*** Opening of Supplied records ***

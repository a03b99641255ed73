//! Worker agents: reserve a chunk, read it, parse it, repeat.

use std::ops::Range;
use std::path::PathBuf;
use std::sync::atomic::{AtomicBool, Ordering};
use std::sync::Arc;

use memchr::memrchr;
use tracing::{debug, trace};

use crate::cursor::{CursorHandle, SharedCursor};
use crate::error::{Result, SolveError};
use crate::input::InputFile;
use crate::parse::{parse_chunk, LINE_TERMINATOR};
use crate::record::RecordTable;

/// Everything a worker produced once the input is exhausted.
#[derive(Debug)]
pub struct WorkerReport {
    pub worker: usize,
    pub table: RecordTable,
    /// Byte ranges this worker consumed, in the order it reserved them.
    pub chunks: Vec<Range<u64>>,
}

/// One parallel parsing unit.
///
/// The aggregate table is private to the worker until `run` returns it by
/// value; the only state shared with other workers is the cursor.
#[derive(Debug)]
pub struct Worker {
    id: usize,
    input_path: PathBuf,
    cursor: CursorHandle,
    chunk_size: usize,
    cancelled: Arc<AtomicBool>,
}

impl Worker {
    pub fn new(
        id: usize,
        input_path: PathBuf,
        cursor: CursorHandle,
        chunk_size: usize,
        cancelled: Arc<AtomicBool>,
    ) -> Self {
        Self {
            id,
            input_path,
            cursor,
            chunk_size,
            cancelled,
        }
    }

    /// Consume chunks until the cursor reaches the end of the input.
    pub fn run(self) -> Result<WorkerReport> {
        let input = InputFile::open(&self.input_path)?;
        let file_size = input.size();
        let cursor = SharedCursor::from_shareable(self.cursor);

        let mut buf = vec![0u8; self.chunk_size];
        let mut table = RecordTable::new();
        let mut chunks = Vec::new();

        debug!(worker = self.id, file_size, "worker started");

        loop {
            if self.cancelled.load(Ordering::Acquire) {
                debug!(worker = self.id, "worker cancelled");
                return Err(SolveError::Cancelled);
            }

            // Critical section: from reading the offset until it is advanced.
            let reservation = cursor.reserve();
            let offset = reservation.offset();
            if offset >= file_size {
                break;
            }

            let window = (file_size - offset).min(self.chunk_size as u64) as usize;
            let read = input.read_window(&mut buf[..window], offset)?;
            if read == 0 {
                break;
            }

            let consumed = if offset + read as u64 >= file_size {
                read
            } else {
                match memrchr(LINE_TERMINATOR, &buf[..read]) {
                    Some(pos) => pos + 1,
                    None => {
                        return Err(SolveError::ChunkTooSmall {
                            offset,
                            chunk_size: self.chunk_size,
                        })
                    }
                }
            };
            reservation.commit(consumed as u64);

            trace!(worker = self.id, offset, consumed, "chunk reserved");

            parse_chunk(&buf[..consumed], offset, &mut table)?;
            chunks.push(offset..offset + consumed as u64);
        }

        debug!(
            worker = self.id,
            chunks = chunks.len(),
            keys = table.len(),
            "worker done"
        );

        Ok(WorkerReport {
            worker: self.id,
            table,
            chunks,
        })
    }
}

*** Close of Supplied records ***

Once a line of the records is found to contain "consumed", copy it out.

[Exercise solution]
    /// Byte ranges this worker consumed, in the order it reserved them.
            let consumed = if offset + read as u64 >= file_size {
            reservation.commit(consumed as u64);
            trace!(worker = self.id, offset, consumed, "chunk reserved");
            parse_chunk(&buf[..consumed], offset, &mut table)?;
            chunks.push(offset..offset + consumed as u64);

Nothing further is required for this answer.